New York Pay Transparency Law: Salary Range Posting Rules
New York's statewide and NYC rules both require posted ranges. Here's what to disclose and how to build a defensible New York range.
Rovaryn Digital · June 8, 2026

The Posting That Triggered a $3,000 Question
Your New York hiring manager drops a job posting in the approval queue on Thursday afternoon — software developer, hybrid, reports to the Brooklyn office. The range field is blank. Your attorney calls Friday morning asking for documentation of your salary-range methodology. The posting is already live on two job boards.
That scenario plays out more often than HR teams expect, because New York's pay transparency landscape is actually two overlapping regimes: a statewide law that applies to most private employers in New York, and a New York City law that has been in effect longer, covers a lower employer threshold, and carries substantially higher penalties. Getting one right while missing the other is the most common compliance gap we see reflected in the questions HR generalists send us.
By the end of this article you will know exactly what each law requires, which employers and postings each covers, what the penalty exposure looks like, and how to build a salary range for a New York role that is grounded in verifiable wage data — so the next time an attorney asks for your methodology, you have a documented answer.
Two New York Laws, One Posting Obligation
New York employers operating in or hiring into New York need to be aware that two distinct laws may apply simultaneously: New York State Labor Law §194-B and the New York City pay transparency law. Neither replaces the other — both can apply to the same posting.

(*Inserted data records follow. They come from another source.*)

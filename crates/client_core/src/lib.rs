//! HTTP client for the external product/media API.
//!
//! The API itself (storage, compositing) is out of scope for this
//! repository; everything here is request construction and response
//! decoding for the three endpoints the studio UI calls, plus a raw image
//! fetch used to display stored and composited images.

use std::time::Duration;

use anyhow::{anyhow, Context, Result};
use reqwest::{multipart, Client, Response, StatusCode};
use serde::de::DeserializeOwned;
use shared::{
    domain::{Product, ProductId},
    error::ApiError,
    protocol::{
        CreateProductResponse, TryOnResponse, FIELD_IMAGE, FIELD_NAME, FIELD_PRODUCT_ID,
        FIELD_SELFIE,
    },
};
use tracing::debug;

pub mod workflow;

/// Per-request deadline. A hung call must never leave the UI busy forever,
/// so every request carries one.
const REQUEST_TIMEOUT: Duration = Duration::from_secs(30);

/// An image the user picked, read into memory and ready to upload.
#[derive(Debug, Clone)]
pub struct ImageUpload {
    pub filename: String,
    pub mime_type: Option<String>,
    pub bytes: Vec<u8>,
}

impl ImageUpload {
    fn into_part(self) -> Result<multipart::Part> {
        let mime = self
            .mime_type
            .unwrap_or_else(|| "application/octet-stream".to_string());
        multipart::Part::bytes(self.bytes)
            .file_name(self.filename)
            .mime_str(&mime)
            .context("invalid mime type for upload part")
    }
}

pub struct ApiClient {
    http: Client,
    server_url: String,
}

impl ApiClient {
    pub fn new(server_url: impl Into<String>) -> Result<Self> {
        let http = Client::builder()
            .timeout(REQUEST_TIMEOUT)
            .build()
            .context("failed to build http client")?;
        let server_url = server_url.into().trim_end_matches('/').to_string();
        Ok(Self { http, server_url })
    }

    pub fn server_url(&self) -> &str {
        &self.server_url
    }

    /// Full catalog, in server order.
    pub async fn list_products(&self) -> Result<Vec<Product>> {
        let response = self
            .http
            .get(format!("{}/products", self.server_url))
            .send()
            .await?;
        read_json(response).await
    }

    pub async fn create_product(
        &self,
        name: &str,
        image: ImageUpload,
    ) -> Result<CreateProductResponse> {
        debug!(
            name,
            filename = %image.filename,
            size_bytes = image.bytes.len(),
            "uploading product image"
        );
        let form = multipart::Form::new()
            .part(FIELD_IMAGE, image.into_part()?)
            .text(FIELD_NAME, name.to_string());
        let response = self
            .http
            .post(format!("{}/products", self.server_url))
            .multipart(form)
            .send()
            .await?;
        read_json(response).await
    }

    pub async fn try_on(&self, product_id: ProductId, selfie: ImageUpload) -> Result<TryOnResponse> {
        debug!(
            product_id = product_id.0,
            filename = %selfie.filename,
            "requesting try-on composite"
        );
        let form = multipart::Form::new()
            .part(FIELD_SELFIE, selfie.into_part()?)
            .text(FIELD_PRODUCT_ID, product_id.0.to_string());
        let response = self
            .http
            .post(format!("{}/products/try-on", self.server_url))
            .multipart(form)
            .send()
            .await?;
        read_json(response).await
    }

    /// Raw bytes of a stored image. `url` may be absolute or
    /// server-relative (`/img/1.jpg`), matching what the API hands out.
    pub async fn fetch_image_bytes(&self, url: &str) -> Result<Vec<u8>> {
        let target = self.absolute_url(url);
        let response = self.http.get(&target).send().await?;
        let status = response.status();
        if !status.is_success() {
            return Err(anyhow!("image fetch from {target} failed with {status}"));
        }
        Ok(response.bytes().await?.to_vec())
    }

    fn absolute_url(&self, url: &str) -> String {
        if url.starts_with("http://") || url.starts_with("https://") {
            url.to_string()
        } else {
            format!("{}/{}", self.server_url, url.trim_start_matches('/'))
        }
    }
}

async fn read_json<T: DeserializeOwned>(response: Response) -> Result<T> {
    let status = response.status();
    if status.is_success() {
        return response.json().await.context("malformed response body");
    }
    let body = response.text().await.unwrap_or_default();
    Err(response_error(status, &body))
}

fn response_error(status: StatusCode, body: &str) -> anyhow::Error {
    match serde_json::from_str::<ApiError>(body) {
        Ok(err) => anyhow!("server rejected request ({status}): {err}"),
        Err(_) => anyhow!("server returned {status}"),
    }
}

#[cfg(test)]
mod tests;
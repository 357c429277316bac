//! Metrics and observability infrastructure.
//!
//! - `events`: internal event types and the `InternalEvent` trait
//! - `server`: Prometheus HTTP server and initialization

pub mod events;
pub mod server;

pub use server::init;

/// Emit an internal event.
#[macro_export]
macro_rules! emit {
    ($event:expr) => {
        $crate::metrics::events::InternalEvent::emit($event)
    };
}
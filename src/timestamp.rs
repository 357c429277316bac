//! Canonical timestamps and per-instrument filename grammars.
//!
//! Every instrument embeds an acquisition time in its capture filenames, each
//! with its own layout. Parsing normalizes them all to [`EventStamp`], the
//! second-resolution join key used to correlate files across instruments.

use chrono::NaiveDateTime;
use serde::{Deserialize, Deserializer, Serialize, Serializer};
use snafu::prelude::*;
use std::fmt;
use std::path::Path;
use std::str::FromStr;

use crate::error::{GrammarSnafu, ParseError, StampSnafu};

/// Canonical stamp layout, shared by the oscilloscope grammar, the state
/// store, and merged-output filenames.
pub const CANONICAL_FORMAT: &str = "%Y.%m.%d.%H.%M.%S";

/// Compact layout used by the spectrum-analyzer-30 grammar.
const ANALYZER30_FORMAT: &str = "%Y%m%d-%H%M%S";

/// Abbreviated layout for log diagnostics.
const SHORT_FORMAT: &str = "%m.%d.%H.%M.%S";

/// A second-resolution acquisition timestamp.
///
/// Instrument clocks are independent but all stamp at whole seconds, so this
/// is the finest resolution that is meaningful as a cross-instrument key.
#[derive(Debug, Clone, Copy, PartialEq, Eq, PartialOrd, Ord, Hash)]
pub struct EventStamp(NaiveDateTime);

impl EventStamp {
    /// Wrap a datetime, truncating any sub-second component.
    pub fn new(inner: NaiveDateTime) -> Self {
        use chrono::Timelike;
        Self(inner.with_nanosecond(0).unwrap_or(inner))
    }

    fn parse_with(field: &str, layout: &str) -> Result<Self, chrono::ParseError> {
        NaiveDateTime::parse_from_str(field, layout).map(Self::new)
    }

    /// Abbreviated rendering for log diagnostics.
    pub fn short(&self) -> String {
        self.0.format(SHORT_FORMAT).to_string()
    }

    /// Whole seconds from `self` to `later` (negative if `later` precedes).
    pub fn seconds_until(&self, later: EventStamp) -> i64 {
        later.0.signed_duration_since(self.0).num_seconds()
    }
}

impl fmt::Display for EventStamp {
    fn fmt(&self, f: &mut fmt::Formatter<'_>) -> fmt::Result {
        self.0.format(CANONICAL_FORMAT).fmt(f)
    }
}

impl FromStr for EventStamp {
    type Err = chrono::ParseError;

    fn from_str(s: &str) -> Result<Self, Self::Err> {
        Self::parse_with(s, CANONICAL_FORMAT)
    }
}

impl Serialize for EventStamp {
    fn serialize<S: Serializer>(&self, serializer: S) -> Result<S::Ok, S::Error> {
        serializer.collect_str(self)
    }
}

impl<'de> Deserialize<'de> for EventStamp {
    fn deserialize<D: Deserializer<'de>>(deserializer: D) -> Result<Self, D::Error> {
        let text = String::deserialize(deserializer)?;
        text.parse().map_err(serde::de::Error::custom)
    }
}

/// The closed set of instrument filename grammars.
#[derive(Debug, Clone, Copy, PartialEq, Eq)]
pub enum Instrument {
    /// LeCroy CSV captures: `<channel>_<Y.M.D.H.M.S>_<kind>.csv`.
    Oscilloscope,
    /// TIQ captures: `<prefix>-<Y.M.D.H.M.S>.<fraction>.TIQ`.
    SpectrumAnalyzer50,
    /// IQT captures: `<YYYYMMDD>-<HHMMSS>-<trailing>`.
    SpectrumAnalyzer30,
}

impl Instrument {
    /// Extract the canonical stamp from a capture's filename.
    pub fn parse_stamp(self, path: &Path) -> Result<EventStamp, ParseError> {
        let name = path.file_name().unwrap_or(path.as_os_str()).to_string_lossy();
        match self {
            Instrument::Oscilloscope => parse_oscilloscope(&name),
            Instrument::SpectrumAnalyzer50 => parse_analyzer50(&name),
            Instrument::SpectrumAnalyzer30 => parse_analyzer30(&name),
        }
    }
}

fn parse_oscilloscope(name: &str) -> Result<EventStamp, ParseError> {
    let field = name.split('_').nth(1).context(GrammarSnafu {
        name,
        instrument: "oscilloscope",
    })?;
    EventStamp::parse_with(field, CANONICAL_FORMAT).context(StampSnafu { name, field })
}

fn parse_analyzer50(name: &str) -> Result<EventStamp, ParseError> {
    let field = name.split('-').nth(1).context(GrammarSnafu {
        name,
        instrument: "analyzer50",
    })?;
    // Validate the `<stamp>.<fraction>.TIQ` envelope, then drop the fraction:
    // the analyzer stamps fractional seconds but the join key is whole seconds.
    let seconds = field
        .strip_suffix(".TIQ")
        .and_then(|rest| rest.rsplit_once('.'))
        .filter(|(_, frac)| {
            (1..=6).contains(&frac.len()) && frac.bytes().all(|b| b.is_ascii_digit())
        })
        .map(|(seconds, _)| seconds)
        .context(GrammarSnafu {
            name,
            instrument: "analyzer50",
        })?;
    EventStamp::parse_with(seconds, CANONICAL_FORMAT).context(StampSnafu {
        name,
        field: seconds,
    })
}

fn parse_analyzer30(name: &str) -> Result<EventStamp, ParseError> {
    // The stamp is everything before the last dash-separated field.
    let (field, _) = name.rsplit_once('-').context(GrammarSnafu {
        name,
        instrument: "analyzer30",
    })?;
    EventStamp::parse_with(field, ANALYZER30_FORMAT).context(StampSnafu { name, field })
}
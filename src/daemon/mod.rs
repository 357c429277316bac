//! The polling daemon: discover windows, judge them, merge, retire.

mod signal;

use snafu::prelude::*;
use std::time::{Duration, Instant};
use tokio_util::sync::CancellationToken;
use tracing::{debug, error, info, warn};

use crate::collect::FileCollector;
use crate::config::Config;
use crate::decision::{QuorumPolicy, Verdict};
use crate::emit;
use crate::error::{
    CollectSnafu, DaemonError, MergeSnafu, ReferenceDirSnafu, StateSnafu, WindowSnafu,
};
use crate::merge::{MergeOutcome, Merger};
use crate::metrics::events::{MergeCompleted, MergeDuration, PassDuration, WindowsDiscovered};
use crate::state::{ProcessedSet, ProcessedStore};
use crate::window::{EventWindow, TimeRange, build_windows};

/// Counters accumulated across the daemon's lifetime, reported at shutdown.
#[derive(Debug, Default, Clone)]
pub struct DaemonStats {
    pub passes: u64,
    pub windows_processed: u64,
    pub merged: u64,
    pub rejected: u64,
}

/// Outcome of one pass over the instrument directories.
#[derive(Debug, Clone, Copy, PartialEq, Eq)]
pub enum PassResult {
    /// At least one window was examined.
    Processed,
    /// No open windows were found.
    Idle,
    /// Cancellation was observed mid-pass; remaining windows stay open.
    Shutdown,
}

/// Run the daemon until a shutdown signal arrives.
pub async fn run(config: Config) -> Result<DaemonStats, DaemonError> {
    let shutdown = CancellationToken::new();
    let signal_token = shutdown.clone();
    tokio::spawn(async move {
        signal::shutdown_signal().await;
        signal_token.cancel();
    });

    let daemon = Daemon::new(config, shutdown)?;
    Ok(daemon.run().await)
}

/// Polling daemon that discovers closed windows and merges them.
#[derive(Debug)]
pub struct Daemon {
    config: Config,
    collector: FileCollector,
    merger: Merger,
    policy: QuorumPolicy,
    store: ProcessedStore,
    processed: ProcessedSet,
    stats: DaemonStats,
    shutdown: CancellationToken,
}

impl Daemon {
    /// Build a daemon and recover the retired-window set from the store.
    pub fn new(config: Config, shutdown: CancellationToken) -> Result<Self, DaemonError> {
        let reference_dir = config
            .instruments
            .oscilloscope_dir
            .join(&config.instruments.reference_channel);
        ensure!(
            reference_dir.is_dir(),
            ReferenceDirSnafu {
                path: reference_dir,
            }
        );

        let store = ProcessedStore::new(&config.state);
        let processed = store.load().context(StateSnafu)?;
        info!("Recovered {} retired windows from state", processed.len());

        Ok(Self {
            collector: FileCollector::new(config.instruments.clone()),
            merger: Merger::new(&config.merge),
            policy: QuorumPolicy::from_config(&config.merge),
            store,
            processed,
            stats: DaemonStats::default(),
            shutdown,
            config,
        })
    }

    /// Poll until cancelled. A failed pass is logged and retried on the
    /// next tick rather than tearing the daemon down.
    pub async fn run(mut self) -> DaemonStats {
        let poll_interval = Duration::from_secs(self.config.poll_interval_secs);
        loop {
            match self.run_pass().await {
                Ok(PassResult::Shutdown) => break,
                Ok(PassResult::Processed) => {}
                Ok(PassResult::Idle) => {
                    info!(
                        "No open windows, waiting {}s before next poll",
                        poll_interval.as_secs()
                    );
                }
                Err(err) => {
                    error!("Pass failed: {}", snafu::Report::from_error(err));
                }
            }

            tokio::select! {
                _ = self.shutdown.cancelled() => break,
                _ = tokio::time::sleep(poll_interval) => {}
            }
        }

        info!(
            "Shutting down after {} passes: {} windows processed, {} merged, {} rejected",
            self.stats.passes,
            self.stats.windows_processed,
            self.stats.merged,
            self.stats.rejected
        );
        self.stats
    }

    pub fn stats(&self) -> &DaemonStats {
        &self.stats
    }

    /// One pass: list injection markers, pair them into windows, and work
    /// through every window that is not yet retired. Exposed so the daemon
    /// can also be driven one-shot, from a scheduler or a test.
    pub async fn run_pass(&mut self) -> Result<PassResult, DaemonError> {
        self.stats.passes += 1;
        let started = Instant::now();

        let stamps = self.collector.injection_stamps().context(CollectSnafu)?;
        let windows = build_windows(stamps, &self.processed);
        emit!(WindowsDiscovered {
            count: windows.len()
        });

        let result = if windows.is_empty() {
            PassResult::Idle
        } else {
            info!("Processing {} open windows", windows.len());
            let mut result = PassResult::Processed;
            for window in &windows {
                if self.shutdown.is_cancelled() {
                    info!("Shutdown requested, leaving remaining windows open");
                    result = PassResult::Shutdown;
                    break;
                }
                self.process_window(window).await?;
            }
            result
        };
        info!("Finished pass");

        self.store.backup().context(StateSnafu)?;
        emit!(PassDuration {
            duration: started.elapsed()
        });
        Ok(result)
    }

    /// Judge one window and, when mergeable, merge it. The start stamp is
    /// retired either way, and the retirement is persisted before the next
    /// window so a crash cannot replay a merge.
    async fn process_window(&mut self, window: &EventWindow) -> Result<(), DaemonError> {
        debug!(
            "Examining window {} -> {} ({}s)",
            window.start,
            window.stop,
            window.gap_seconds()
        );
        let range =
            TimeRange::new(window, self.config.merge.tolerance_secs).context(WindowSnafu)?;
        let candidates = self
            .collector
            .gather(window.start, &range)
            .context(CollectSnafu)?;

        match self.policy.evaluate(window, &candidates) {
            Verdict::Mergeable => {
                let started = Instant::now();
                let outcome = self
                    .merger
                    .merge(window.start, &candidates)
                    .await
                    .context(MergeSnafu)?;
                emit!(MergeDuration {
                    duration: started.elapsed()
                });
                emit!(MergeCompleted { outcome });
                match outcome {
                    MergeOutcome::Success => {
                        info!("Successfully merged injection@{}", window.start.short());
                    }
                    MergeOutcome::Partial => {
                        warn!("Partially merged injection@{}", window.start.short());
                    }
                }
                self.stats.merged += 1;
            }
            Verdict::Unmergeable => {
                self.stats.rejected += 1;
            }
        }

        self.processed.insert(window.start);
        self.store.append(&[window.start]).context(StateSnafu)?;
        self.stats.windows_processed += 1;
        Ok(())
    }
}
//! Merge decision for one window's candidate set.

use tracing::error;

use crate::collect::CandidateSet;
use crate::config::MergeConfig;
use crate::emit;
use crate::metrics::events::WindowResolved;
use crate::window::EventWindow;

/// Whether a window's evidence justifies invoking the merge tool.
#[derive(Debug, Clone, Copy, PartialEq, Eq)]
pub enum Verdict {
    Mergeable,
    Unmergeable,
}

/// Count band a candidate set must land in, plus the gap beyond which a
/// window is assumed to span unrelated acquisitions.
#[derive(Debug, Clone, Copy)]
pub struct QuorumPolicy {
    minimum: usize,
    maximum: usize,
    long_gap_secs: i64,
}

impl QuorumPolicy {
    pub fn from_config(merge: &MergeConfig) -> Self {
        Self {
            minimum: merge.quorum_min,
            maximum: merge.quorum_max,
            long_gap_secs: merge.long_gap_secs,
        }
    }

    pub fn maximum(&self) -> usize {
        self.maximum
    }

    /// Decide the window. An unmergeable window logs why before the generic
    /// rejection line, so the operator can tell a long gap from a thin set.
    pub fn evaluate(&self, window: &EventWindow, candidates: &CandidateSet) -> Verdict {
        let total = candidates.total();
        let verdict = if candidates.analyzer51_present()
            && total >= self.minimum
            && total <= self.maximum
        {
            Verdict::Mergeable
        } else {
            Verdict::Unmergeable
        };

        if verdict == Verdict::Unmergeable {
            let gap = window.gap_seconds();
            if gap > self.long_gap_secs {
                error!(
                    "Injection@{} had next inj after {} seconds",
                    window.start.short(),
                    gap
                );
            }
            if !candidates.analyzer51_present() {
                error!(
                    "Injection@{}: did not find exactly one analyzer51 file",
                    window.start.short()
                );
            }
            error!("Injection@{} could not be merged", window.start.short());
        }

        emit!(WindowResolved { verdict });
        verdict
    }
}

New York State — Labor Law §194-B
New York State's pay transparency law took effect September 17, 2023. It applies to private employers with four or more employees and requires that any job posting for a position that will be performed, at least in part, in New York State include a salary or salary range (that is, a minimum and maximum) reflecting what the employer in good faith believes it will pay for the role (NY State DOL, 2023).
"Good faith" is the operative standard. A range of $0 to $1,000,000 does not satisfy the requirement — the range must reflect the employer's actual compensation intention for the role. If there is a fixed salary, the employer may post that single figure. The law covers full-time, part-time, and temporary positions, and it covers remote roles when the employer reasonably expects the work to be performed in New York.
Under the statewide law, penalties escalate: up to $1,000 for a first violation, up to $2,000 for a second, and up to $3,000 for each subsequent violation (SixFifty / Trusaic, 2026). Always confirm the current penalty schedule with the New York State Department of Labor or with employment counsel before acting on any specific figure.
New York City — Local Law 32 (effective November 1, 2022)
New York City's law predates the statewide requirement by nearly a year. Enforced by the NYC Commission on Human Rights, the NYC law has been in effect since November 1, 2022 and carries civil penalties up to $250,000 per violation (Trusaic, 2025). The gap between the statewide maximum ($3,000) and the city maximum ($250,000) is meaningful — employers with postings in New York City should treat NYC enforcement exposure as the primary risk.
The NYC law applies to employers of four or more employees for positions that will be performed in whole or in part in New York City, or that are remote but report to a supervisor, office, or worksite in New York City. Like the state law, it requires a good-faith minimum and maximum salary range.
Always verify the current enforcement guidance with the NYC Commission on Human Rights before acting.
What Your New York Posting Must Include
Understanding the minimum disclosure requirements keeps your posting compliant. For most New York roles, the obligation has three components:
- A minimum salary or hourly rate — the lowest the employer genuinely intends to pay for the role.
- A maximum salary or hourly rate — the highest the employer genuinely intends to pay for the role.
- For NYC postings: the NYC Commission on Human Rights guidance also recommends (and in practice expects) that the range not be so wide as to be meaningless.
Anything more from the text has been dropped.